Pourquoi faisait-elle le choix d’une vie de souffrances
terribles et de renoncements ? Imaginez le froid en hiver dans ce lieu
exigu où la pierre domine, l’obscurité permanente, la faim et la soif les jours
où personne ne pense à vous, l’humidité, la maladie qu’il faut subir sans
pouvoir sortir pour être soignée, la crasse, les bestioles, la décrépitude du
corps et finalement, cette immense solitude à laquelle elle s’astreint, puisqu’il
lui faut absolument éviter tout contact avec autrui… Elle subit ce véritable
calvaire en pénitence, pour racheter le
salut de son âme et démontrer la force de sa foi. Les recluses étaient
d’ailleurs très respectées par leurs contemporains qui voyaient en elles l’état
de perfection du chrétien, qui fait passer son corps mortel en second plan,
pour atteindre, par la souffrance et la
prière, la plénitude spirituelle et la rédemption des péchés.

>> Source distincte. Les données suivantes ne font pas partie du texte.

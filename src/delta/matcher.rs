//! Rolling-window scan of one candidate file against a checksum table.
//!
//! The candidate is streamed through a double-buffered ring of two
//! half-buffers. The Adler window slides one byte at a time; whenever
//! the weak checksum hits the block hash, the window's SHA-1 decides
//! whether it is a real match. A match marks every block in the SHA-1
//! chain as reusable from this candidate and evicts the chain head from
//! the hash, so the first candidate to supply a block wins.

use super::hash::BlockHash;
use super::table::ChecksumTable;
use super::BlockAction;
use crate::delta::rolling::{adler32, adler32_roll};
use crate::localfile::read_full;
use crate::settings::COPY_BUFFER_SIZE;
use sha1::{Digest, Sha1};
use std::cmp;
use std::fs::File;
use std::path::Path;

/// SHA-1 of the current window; the window may wrap around the ring.
fn window_sha1(buff: &[u8], out: usize, inb: usize) -> [u8; 20] {
    if out < inb {
        Sha1::digest(&buff[out..inb]).into()
    } else {
        let mut ctx = Sha1::new();
        ctx.update(&buff[out..]);
        ctx.update(&buff[..inb]);
        ctx.finalize().into()
    }
}

/// Mark every block in the SHA-1 chain headed by `idx` (1-based) as a
/// copy from `file_idx` at `file_off`, then evict the head from the
/// hash. Blocks already claimed by an earlier candidate are left alone.
fn match_found(
    table: &ChecksumTable,
    hash: &mut BlockHash,
    actions: &mut [BlockAction],
    idx: u32,
    file_idx: u32,
    file_off: u64,
) {
    let head = idx as usize - 1;
    if !matches!(actions[head], BlockAction::Transfer) {
        return;
    }
    let mut cur = head;
    loop {
        actions[cur] = BlockAction::Copy {
            file_idx,
            off: file_off,
        };
        match table.next[cur] {
            0 => break,
            n => cur = n as usize - 1,
        }
    }
    hash.remove(table, table.blocks[head].adler, &table.blocks[head].sha1);
}

/// Scan `path` for windows matching still-unclaimed blocks of `table`.
///
/// Local read errors are deliberately silent: an unreadable candidate
/// contributes no matches and the plan falls back to transfers.
pub(crate) fn scan_candidate(
    path: &Path,
    table: &ChecksumTable,
    hash: &mut BlockHash,
    actions: &mut [BlockAction],
    file_idx: u32,
) {
    let bs = table.blocksize as usize;
    let mut file = match File::open(path) {
        Ok(f) => f,
        Err(e) => {
            tracing::debug!("skipping unreadable candidate {}: {}", path.display(), e);
            return;
        }
    };
    let buffersize = cmp::max(bs * 2, COPY_BUFFER_SIZE);
    let half = buffersize / 2;
    let mut buff = vec![0u8; buffersize];

    let rd = match read_full(&mut file, &mut buff[..half]) {
        Ok(n) => n,
        Err(_) => return,
    };
    if rd < bs {
        // Shorter than one block: nothing can ever match.
        return;
    }
    // End of valid data, in ring coordinates; the tail of the last
    // partial block is zero-padded so windows crossing EOF stay
    // comparable with the server-side checksums.
    let mut bufferlen = if rd < half {
        let padded = rd.div_ceil(bs) * bs;
        buff[rd..padded].fill(0);
        padded
    } else {
        buffersize
    };

    let mut adler = adler32(&buff[..bs]);
    let mut out = 0usize; // window start in the ring
    let mut inb = bs; // one past the window end in the ring
    let mut window_off: u64 = 0; // absolute file offset of the window start

    loop {
        if hash.has_adler(table, adler) {
            let sha1 = window_sha1(&buff, out, inb);
            let idx = hash.find(table, adler, &sha1);
            if idx != 0 {
                match_found(table, hash, actions, idx, file_idx, window_off);
            }
        }
        if inb % bs == 0 {
            if out >= bufferlen {
                out = 0;
            }
            if inb == bufferlen {
                if bufferlen != buffersize {
                    break; // EOF already padded into this cycle
                }
                inb = 0;
                let rd = match read_full(&mut file, &mut buff[..half]) {
                    Ok(n) => n,
                    Err(_) => break,
                };
                if rd == 0 {
                    break;
                }
                if rd < half {
                    bufferlen = rd.div_ceil(bs) * bs;
                    buff[rd..bufferlen].fill(0);
                }
            } else if inb == half {
                let rd = match read_full(&mut file, &mut buff[half..]) {
                    Ok(n) => n,
                    Err(_) => break,
                };
                if rd == 0 {
                    break;
                }
                if rd < half {
                    bufferlen = half + rd.div_ceil(bs) * bs;
                    buff[half + rd..bufferlen].fill(0);
                }
            }
        }
        adler = adler32_roll(adler, buff[out], buff[inb], table.blocksize);
        out += 1;
        inb += 1;
        window_off += 1;
    }
}

#[cfg(test)]
mod tests {
    use super::*;
    use std::io::Write;
    use tempfile::NamedTempFile;

    fn patterned(len: usize, seed: u32) -> Vec<u8> {
        let mut state = seed | 1;
        (0..len)
            .map(|_| {
                state = state.wrapping_mul(1664525).wrapping_add(1013904223);
                (state >> 24) as u8
            })
            .collect()
    }

    fn write_tmp(data: &[u8]) -> NamedTempFile {
        let mut f = NamedTempFile::new().unwrap();
        f.write_all(data).unwrap();
        f.flush().unwrap();
        f
    }

    fn scan(
        data: &[u8],
        candidate: &[u8],
        blocksize: u32,
    ) -> (ChecksumTable, Vec<BlockAction>) {
        let target = write_tmp(data);
        let mut table = ChecksumTable::compute(target.path(), blocksize).unwrap();
        let mut hash = BlockHash::build(&mut table);
        let mut actions = vec![BlockAction::Transfer; table.block_count()];
        let cand = write_tmp(candidate);
        scan_candidate(cand.path(), &table, &mut hash, &mut actions, 0);
        (table, actions)
    }

    #[test]
    fn identical_candidate_matches_every_block() {
        let data = patterned(10 * 4096, 3);
        let (table, actions) = scan(&data, &data, 4096);
        for i in 0..table.block_count() {
            match actions[i] {
                BlockAction::Copy { file_idx: 0, off } => {
                    assert_eq!(off, i as u64 * 4096);
                }
                other => panic!("block {} not matched: {:?}", i, other),
            }
        }
    }

    #[test]
    fn shifted_candidate_matches_at_unaligned_offsets() {
        let data = patterned(6 * 4096, 11);
        let mut candidate = patterned(1000, 77);
        candidate.extend_from_slice(&data);
        let (table, actions) = scan(&data, &candidate, 4096);
        for i in 0..table.block_count() {
            match actions[i] {
                BlockAction::Copy { off, .. } => assert_eq!(off, 1000 + i as u64 * 4096),
                other => panic!("block {} not matched: {:?}", i, other),
            }
        }
    }

    #[test]
    fn padded_tail_block_matches() {
        let data = patterned(3 * 4096 + 17, 5);
        let (table, actions) = scan(&data, &data, 4096);
        assert_eq!(table.block_count(), 4);
        assert!(matches!(actions[3], BlockAction::Copy { off, .. } if off == 3 * 4096));
    }

    #[test]
    fn candidate_shorter_than_a_block_is_ignored() {
        let data = patterned(2 * 4096, 9);
        let (_, actions) = scan(&data, &data[..100], 4096);
        assert!(actions.iter().all(|a| matches!(a, BlockAction::Transfer)));
    }

    #[test]
    fn matches_survive_buffer_refills_and_wraparound() {
        // Candidate longer than the whole ring, shifted so windows land
        // in both halves and straddle the wrap point.
        let blocks = (2 * COPY_BUFFER_SIZE) / 4096 + 8;
        let data = patterned(blocks * 4096, 21);
        let mut candidate = patterned(2048, 55);
        candidate.extend_from_slice(&data);
        let (table, actions) = scan(&data, &candidate, 4096);
        for i in 0..table.block_count() {
            match actions[i] {
                BlockAction::Copy { off, .. } => assert_eq!(
                    off,
                    2048 + i as u64 * 4096,
                    "wrong source offset for block {}",
                    i
                ),
                other => panic!("block {} not matched: {:?}", i, other),
            }
        }
    }

    #[test]
    fn first_candidate_wins_and_evicts_the_hash_entry() {
        let data = patterned(4 * 4096, 31);
        let target = write_tmp(&data);
        let mut table = ChecksumTable::compute(target.path(), 4096).unwrap();
        let mut hash = BlockHash::build(&mut table);
        let mut actions = vec![BlockAction::Transfer; table.block_count()];

        let first = write_tmp(&data);
        let second = write_tmp(&data);
        scan_candidate(first.path(), &table, &mut hash, &mut actions, 0);
        scan_candidate(second.path(), &table, &mut hash, &mut actions, 1);

        for action in &actions {
            assert!(matches!(action, BlockAction::Copy { file_idx: 0, .. }));
        }
        // The winning matches also emptied the hash.
        for block in &table.blocks {
            assert_eq!(hash.find(&table, block.adler, &block.sha1), 0);
        }
    }

    #[test]
    fn repeated_blocks_are_claimed_through_the_chain() {
        let block = patterned(4096, 41);
        let mut data = Vec::new();
        for _ in 0..3 {
            data.extend_from_slice(&block);
        }
        let (table, actions) = scan(&data, &block, 4096);
        assert_eq!(table.block_count(), 3);
        // One window in the candidate satisfies all three identical blocks.
        for action in &actions {
            assert!(matches!(action, BlockAction::Copy { off: 0, .. }));
        }
    }
}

La cellule était souvent adossée à une église. Un
hagioscope, petite fenêtre donnant sur l’intérieur de l’édifice, permettait à la recluse d’assister à la vie religieuse de
sa communauté. Une autre minuscule fenestrelle donnant sur l’extérieur servait
au passage des aumônes, car ces malheureuses devaient leur survie à la charité des passants. Parfois, les
reclusoirs étaient situés à l’entrée d’une ville. Les femmes qui y étaient enfermées priaient pour
leur propre salut, mais également pour le salut de toute la population. La
ville se plaçait ainsi sous leur auspice: chacun se sentait ainsi protégé des
famines et des épidémies, fléaux récurrents à cette époque.
Je vous recommande vivement la lecture des extraits du livre
« Je, François Villon » de Jean Teulé que je vous propose ci-dessus.